> [PROBLEM STATEMENT]: From the data below, return the exact lines starting at the line containing "pub struct EmbedContentResponse" and ending at the line containing "endpoint, not an", both included, and nothing else.

=======

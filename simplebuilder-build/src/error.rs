use std::path::PathBuf;

use thiserror::Error;

/// Host-level failures of a generation pass.
///
/// Problems with an individual declaration are never reported here; they are
/// logged and the declaration is skipped.
#[derive(Debug, Error)]
pub enum GenerateError {
    /// Reading a source file or writing an emitted unit failed.
    #[error("i/o error on {}: {source}", .path.display())]
    Io {
        path: PathBuf,
        #[source]
        source: std::io::Error,
    },

    /// A source tree could not be parsed by `syn`.
    #[error("failed to parse {origin}: {source}")]
    Parse {
        origin: String,
        #[source]
        source: syn::Error,
    },

    /// A Cargo-provided environment variable is missing.
    #[error("environment variable `{0}` is not set; is this running from a build script?")]
    MissingEnv(&'static str),

    /// The user's sources already declare the module the marker unit occupies.
    #[error("module `{0}` is reserved for generated code")]
    ReservedNamespace(String),

    /// Generated tokens did not re-parse as a Rust file.
    #[error("generated code is not valid Rust: {0}")]
    Render(#[source] syn::Error),

    /// An environment override carried an unknown value.
    #[error("invalid value {value:?} for {key}")]
    InvalidConfig { key: &'static str, value: String },
}
//! Normalized content model
//!
//! The request/response shapes the host CLI consumes. Serialized field names
//! follow the home format (camelCase, `{"text": ...}` style parts) so these
//! values can be logged or persisted without another translation step.

use serde::{Deserialize, Serialize};
use serde_json::{Map, Value};

use crate::constants;

/// Conversation role. Backend roles are mapped onto this set at the boundary.
#[derive(Debug, Clone, Copy, PartialEq, Eq, Serialize, Deserialize, Default)]
#[serde(rename_all = "lowercase")]
pub enum Role {
    #[default]
    User,
    Model,
}

/// A function invocation requested by the model
#[derive(Debug, Clone, PartialEq, Serialize, Deserialize, Default)]
pub struct FunctionCall {
    #[serde(default, skip_serializing_if = "Option::is_none")]
    pub id: Option<String>,
    pub name: String,
    #[serde(default)]
    pub args: Map<String, Value>,
}

/// The result of running a function, sent back to the model
#[derive(Debug, Clone, PartialEq, Serialize, Deserialize)]
pub struct FunctionResponse {
    #[serde(default, skip_serializing_if = "Option::is_none")]
    pub id: Option<String>,
    pub name: String,
    pub response: Value,
}

/// Base64 payload with its media type
#[derive(Debug, Clone, PartialEq, Serialize, Deserialize)]
#[serde(rename_all = "camelCase")]
pub struct InlineData {
    pub mime_type: String,
    pub data: String,
}

/// One part of a turn. Exactly one variant is populated.
#[derive(Debug, Clone, PartialEq, Serialize, Deserialize)]
#[serde(rename_all = "camelCase")]
pub enum Part {
    Text(String),
    FunctionCall(FunctionCall),
    FunctionResponse(FunctionResponse),
    InlineData(InlineData),
}

impl Part {
    pub fn text(value: impl Into<String>) -> Self {
        Part::Text(value.into())
    }

    pub fn as_text(&self) -> Option<&str> {
        match self {
            Part::Text(text) => Some(text),
            _ => None,
        }
    }
}

/// A conversation turn
#[derive(Debug, Clone, PartialEq, Serialize, Deserialize, Default)]
pub struct Content {
    pub role: Role,
    pub parts: Vec<Part>,
}

impl Content {
    pub fn user(text: impl Into<String>) -> Self {
        Self {
            role: Role::User,
            parts: vec![Part::text(text)],
        }
    }

    pub fn model(parts: Vec<Part>) -> Self {
        Self {
            role: Role::Model,
            parts,
        }
    }

    /// Concatenation of all text parts, in order
    pub fn text(&self) -> String {
        self.parts.iter().filter_map(Part::as_text).collect()
    }

    pub fn function_calls(&self) -> impl Iterator<Item = &FunctionCall> {
        self.parts.iter().filter_map(|p| match p {
            Part::FunctionCall(call) => Some(call),
            _ => None,
        })
    }

    pub fn function_responses(&self) -> impl Iterator<Item = &FunctionResponse> {
        self.parts.iter().filter_map(|p| match p {
            Part::FunctionResponse(resp) => Some(resp),
            _ => None,
        })
    }
}

/// Sampling and output controls
#[derive(Debug, Clone, PartialEq, Serialize, Deserialize, Default)]
#[serde(rename_all = "camelCase")]
pub struct GenerationConfig {
    #[serde(default, skip_serializing_if = "Option::is_none")]
    pub temperature: Option<f32>,
    #[serde(default, skip_serializing_if = "Option::is_none")]
    pub top_p: Option<f32>,
    #[serde(default, skip_serializing_if = "Option::is_none")]
    pub max_output_tokens: Option<u32>,
    #[serde(default, skip_serializing_if = "Option::is_none")]
    pub response_mime_type: Option<String>,
    #[serde(default, skip_serializing_if = "Option::is_none")]
    pub response_schema: Option<Value>,
}

impl GenerationConfig {
    /// Schema to emulate JSON mode with, when JSON output was requested
    pub fn json_schema(&self) -> Option<&Value> {
        match (&self.response_mime_type, &self.response_schema) {
            (Some(mime), Some(schema)) if mime == "application/json" => Some(schema),
            _ => None,
        }
    }

    /// Instruction text embedding the requested schema
    pub fn json_instruction(&self) -> Option<String> {
        self.json_schema()
            .map(|schema| format!("{}{}", constants::ai::JSON_MODE_INSTRUCTION, schema))
    }
}

/// A callable tool offered to the model
#[derive(Debug, Clone, PartialEq, Serialize, Deserialize)]
pub struct ToolDeclaration {
    pub name: String,
    #[serde(default)]
    pub description: String,
    #[serde(default, skip_serializing_if = "Option::is_none")]
    pub parameters: Option<Value>,
}

impl ToolDeclaration {
    pub fn new(name: impl Into<String>, description: impl Into<String>, parameters: Value) -> Self {
        Self {
            name: name.into(),
            description: description.into(),
            parameters: Some(parameters),
        }
    }

    /// Parameter schema, defaulting to an empty object schema
    pub fn parameters_or_empty(&self) -> Value {
        self.parameters
            .clone()
            .unwrap_or_else(|| serde_json::json!({"type": "object", "properties": {}}))
    }
}

/// Normalized generation request
#[derive(Debug, Clone, PartialEq, Serialize, Deserialize, Default)]
#[serde(rename_all = "camelCase")]
pub struct GenerateContentRequest {
    /// Overrides the generator's configured model when set
    #[serde(default, skip_serializing_if = "Option::is_none")]
    pub model: Option<String>,
    pub contents: Vec<Content>,
    #[serde(default)]
    pub generation_config: GenerationConfig,
    #[serde(default, skip_serializing_if = "Vec::is_empty")]
    pub tools: Vec<ToolDeclaration>,
}

impl GenerateContentRequest {
    pub fn new(contents: Vec<Content>) -> Self {
        Self {
            contents,
            ..Default::default()
        }
    }

    pub fn with_tools(mut self, tools: Vec<ToolDeclaration>) -> Self {
        self.tools = tools;
        self
    }

    pub fn with_generation_config(mut self, config: GenerationConfig) -> Self {
        self.generation_config = config;
        self
    }
}

/// Token accounting
#[derive(Debug, Clone, Copy, PartialEq, Eq, Serialize, Deserialize, Default)]
#[serde(rename_all = "camelCase")]
pub struct UsageMetadata {
    pub prompt_tokens: u64,
    pub completion_tokens: u64,
    pub total_tokens: u64,
}

impl UsageMetadata {
    pub fn new(prompt_tokens: u64, completion_tokens: u64, total_tokens: u64) -> Self {
        Self {
            prompt_tokens,
            completion_tokens,
            total_tokens,
        }
    }
}

/// A single response candidate
#[derive(Debug, Clone, PartialEq, Serialize, Deserialize)]
#[serde(rename_all = "camelCase")]
pub struct Candidate {
    pub content: Content,
    #[serde(default, skip_serializing_if = "Option::is_none")]
    pub finish_reason: Option<String>,
    #[serde(default)]
    pub index: u32,
}

/// Normalized response, or one frame of a streamed response
///
/// `text()` and `function_calls()` are derived from the first candidate so
/// they can never disagree with the candidate content.
#[derive(Debug, Clone, PartialEq, Serialize, Deserialize, Default)]
#[serde(rename_all = "camelCase")]
pub struct GenerateContentResponse {
    pub candidates: Vec<Candidate>,
    #[serde(default)]
    pub usage_metadata: UsageMetadata,
}

impl GenerateContentResponse {
    /// Response with one model candidate
    pub fn from_parts(parts: Vec<Part>, finish_reason: Option<String>, usage: UsageMetadata) -> Self {
        let parts = if parts.is_empty() {
            vec![Part::text("")]
        } else {
            parts
        };
        Self {
            candidates: vec![Candidate {
                content: Content::model(parts),
                finish_reason,
                index: 0,
            }],
            usage_metadata: usage,
        }
    }

    /// Frame carrying only token accounting
    pub fn usage_only(usage: UsageMetadata) -> Self {
        Self {
            candidates: Vec::new(),
            usage_metadata: usage,
        }
    }

    /// Concatenated text of the first candidate
    pub fn text(&self) -> String {
        self.candidates
            .first()
            .map(|c| c.content.text())
            .unwrap_or_default()
    }

    /// Function calls of the first candidate
    pub fn function_calls(&self) -> Vec<FunctionCall> {
        self.candidates
            .first()
            .map(|c| c.content.function_calls().cloned().collect())
            .unwrap_or_default()
    }

    pub fn finish_reason(&self) -> Option<&str> {
        self.candidates
            .first()
            .and_then(|c| c.finish_reason.as_deref())
    }

    pub fn is_usage_only(&self) -> bool {
        self.candidates.is_empty()
    }
}

/// Token counting request
#[derive(Debug, Clone, PartialEq, Serialize, Deserialize, Default)]
pub struct CountTokensRequest {
    pub contents: Vec<Content>,
}

#[derive(Debug, Clone, Copy, PartialEq, Eq, Serialize, Deserialize)]
#[serde(rename_all = "camelCase")]
pub struct CountTokensResponse {
    pub total_tokens: u64,
}

/// Embedding request
#[derive(Debug, Clone, PartialEq, Serialize, Deserialize, Default)]
pub struct EmbedContentRequest {
    #[serde(default, skip_serializing_if = "Option::is_none")]
    pub model: Option<String>,
    pub contents: Vec<Content>,
}

#[derive(Debug, Clone, PartialEq, Serialize, Deserialize)]
pub struct ContentEmbedding {
    pub values: Vec<f32>,
}

#[derive(Debug, Clone, PartialEq, Serialize, Deserialize, Default)]
pub struct EmbedContentResponse {
    pub embeddings: Vec<ContentEmbedding>,
}

/// Join the text parts of every turn with single spaces
pub fn joined_text(contents: &[Content]) -> String {
    contents
        .iter()
        .map(|content| {
            content
                .parts
                .iter()
                .map(|p| p.as_text().unwrap_or(""))
                .collect::<Vec<_>>()
                .join(" ")
        })
        .collect::<Vec<_>>()
        .join(" ")
}

/// Approximate token count: `ceil(chars / 4)`.
///
/// This is an estimate for backends without a tokenizer endpoint, not an
/// exact count.
pub fn approximate_token_count(contents: &[Content]) -> u64 {
    let chars = joined_text(contents).chars().count();
    chars.div_ceil(constants::ai::CHARS_PER_TOKEN) as u64
}

#[cfg(test)]
mod tests {
    use super::*;
    use serde_json::json;

    #[test]
    fn test_part_serializes_in_home_format() {
        let part = Part::text("hi");
        assert_eq!(serde_json::to_value(&part).unwrap(), json!({"text": "hi"}));

        let call = Part::FunctionCall(FunctionCall {
            id: Some("c1".into()),
            name: "get_weather".into(),
            args: Map::new(),
        });
        let value = serde_json::to_value(&call).unwrap();
        assert_eq!(value["functionCall"]["name"], "get_weather");
    }

    #[test]
    fn test_request_deserializes_from_camel_case() {
        let request: GenerateContentRequest = serde_json::from_value(json!({
            "contents": [{"role": "user", "parts": [{"text": "hello"}]}],
            "generationConfig": {"temperature": 0.2, "maxOutputTokens": 100}
        }))
        .unwrap();
        assert_eq!(request.contents.len(), 1);
        assert_eq!(request.generation_config.temperature, Some(0.2));
        assert_eq!(request.generation_config.max_output_tokens, Some(100));
        assert!(request.tools.is_empty());
    }

    #[test]
    fn test_response_text_and_calls_come_from_first_candidate() {
        let response = GenerateContentResponse::from_parts(
            vec![
                Part::text("Bon"),
                Part::FunctionCall(FunctionCall {
                    id: None,
                    name: "noop".into(),
                    args: Map::new(),
                }),
                Part::text("jour"),
            ],
            Some("STOP".into()),
            UsageMetadata::default(),
        );
        assert_eq!(response.text(), "Bonjour");
        assert_eq!(response.function_calls().len(), 1);
        assert_eq!(response.finish_reason(), Some("STOP"));
    }

    #[test]
    fn test_empty_parts_still_yield_one_part() {
        let response = GenerateContentResponse::from_parts(vec![], None, UsageMetadata::default());
        assert_eq!(response.candidates[0].content.parts.len(), 1);
        assert_eq!(response.text(), "");
    }

    #[test]
    fn test_usage_only_frame() {
        let frame = GenerateContentResponse::usage_only(UsageMetadata::new(3, 0, 3));
        assert!(frame.is_usage_only());
        assert_eq!(frame.text(), "");
        assert!(frame.function_calls().is_empty());
    }

    #[test]
    fn test_json_instruction_requires_mime_and_schema() {
        let mut config = GenerationConfig {
            response_schema: Some(json!({"type": "object"})),
            ..Default::default()
        };
        assert!(config.json_instruction().is_none());

        config.response_mime_type = Some("application/json".into());
        let instruction = config.json_instruction().unwrap();
        assert!(instruction.starts_with("You must respond with valid JSON only."));
        assert!(instruction.ends_with(r#"{"type":"object"}"#));
    }

    #[test]
    fn test_approximate_token_count_rounds_up() {
        // "abcd efgh" is 9 chars -> ceil(9/4) = 3
        let contents = vec![Content {
            role: Role::User,
            parts: vec![Part::text("abcd"), Part::text("efgh")],
        }];
        assert_eq!(approximate_token_count(&contents), 3);
        assert_eq!(approximate_token_count(&[]), 0);
    }

    #[test]
    fn test_joined_text_ignores_non_text_parts() {
        let contents = vec![
            Content::user("one"),
            Content::model(vec![Part::FunctionCall(FunctionCall::default())]),
            Content::user("two"),
        ];
        assert_eq!(joined_text(&contents), "one  two");
    }
}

=======

> [ANSWER SPACE]:
pub struct EmbedContentResponse {
    pub embeddings: Vec<ContentEmbedding>,
}

/// Join the text parts of every turn with single spaces
pub fn joined_text(contents: &[Content]) -> String {
    contents
        .iter()
        .map(|content| {
            content
                .parts
                .iter()
                .map(|p| p.as_text().unwrap_or(""))
                .collect::<Vec<_>>()
                .join(" ")
        })
        .collect::<Vec<_>>()
        .join(" ")
}

/// Approximate token count: `ceil(chars / 4)`.
///
/// This is an estimate for backends without a tokenizer endpoint, not an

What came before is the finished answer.